• _PROMPT_
Could you copy every line of the data that contains the word "ConnectionMembers"?

PROVIDED ENTRIES section start

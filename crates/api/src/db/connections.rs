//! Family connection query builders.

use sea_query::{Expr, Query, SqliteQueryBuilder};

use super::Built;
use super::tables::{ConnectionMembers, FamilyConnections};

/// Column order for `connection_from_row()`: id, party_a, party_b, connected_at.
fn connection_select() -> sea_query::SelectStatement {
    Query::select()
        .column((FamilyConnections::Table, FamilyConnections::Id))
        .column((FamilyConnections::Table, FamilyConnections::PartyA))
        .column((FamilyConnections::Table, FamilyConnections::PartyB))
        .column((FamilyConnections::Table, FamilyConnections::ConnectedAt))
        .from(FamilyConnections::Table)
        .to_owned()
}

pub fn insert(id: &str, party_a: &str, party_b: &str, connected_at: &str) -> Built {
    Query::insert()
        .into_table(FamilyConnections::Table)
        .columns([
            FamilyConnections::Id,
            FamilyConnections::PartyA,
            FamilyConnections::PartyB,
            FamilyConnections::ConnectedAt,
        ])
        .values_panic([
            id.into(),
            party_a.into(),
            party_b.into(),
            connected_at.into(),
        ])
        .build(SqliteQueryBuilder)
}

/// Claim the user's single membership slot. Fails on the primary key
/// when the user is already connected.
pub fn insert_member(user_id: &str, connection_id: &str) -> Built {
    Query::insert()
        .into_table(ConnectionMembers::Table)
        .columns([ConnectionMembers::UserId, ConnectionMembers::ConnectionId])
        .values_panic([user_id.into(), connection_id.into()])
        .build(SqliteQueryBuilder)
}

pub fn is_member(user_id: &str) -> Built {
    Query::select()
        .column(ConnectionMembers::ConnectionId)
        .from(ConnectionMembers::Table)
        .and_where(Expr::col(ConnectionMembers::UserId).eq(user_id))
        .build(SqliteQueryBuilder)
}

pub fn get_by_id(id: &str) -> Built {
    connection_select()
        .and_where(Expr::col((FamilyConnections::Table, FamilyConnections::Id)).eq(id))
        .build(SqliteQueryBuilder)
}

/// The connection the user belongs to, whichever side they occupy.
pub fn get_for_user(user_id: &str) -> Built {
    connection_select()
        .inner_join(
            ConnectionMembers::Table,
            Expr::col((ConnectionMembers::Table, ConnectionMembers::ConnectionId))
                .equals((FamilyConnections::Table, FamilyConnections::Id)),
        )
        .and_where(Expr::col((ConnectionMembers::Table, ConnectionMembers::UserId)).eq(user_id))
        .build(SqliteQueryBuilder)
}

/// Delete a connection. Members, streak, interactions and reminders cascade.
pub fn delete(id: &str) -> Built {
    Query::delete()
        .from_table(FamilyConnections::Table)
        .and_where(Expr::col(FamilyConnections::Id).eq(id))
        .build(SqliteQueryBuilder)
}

PROVIDED ENTRIES section end

• _TASK ANSWER_
use super::tables::{ConnectionMembers, FamilyConnections};
        .into_table(ConnectionMembers::Table)
        .columns([ConnectionMembers::UserId, ConnectionMembers::ConnectionId])
        .column(ConnectionMembers::ConnectionId)
        .from(ConnectionMembers::Table)
        .and_where(Expr::col(ConnectionMembers::UserId).eq(user_id))
            ConnectionMembers::Table,
            Expr::col((ConnectionMembers::Table, ConnectionMembers::ConnectionId))
        .and_where(Expr::col((ConnectionMembers::Table, ConnectionMembers::UserId)).eq(user_id))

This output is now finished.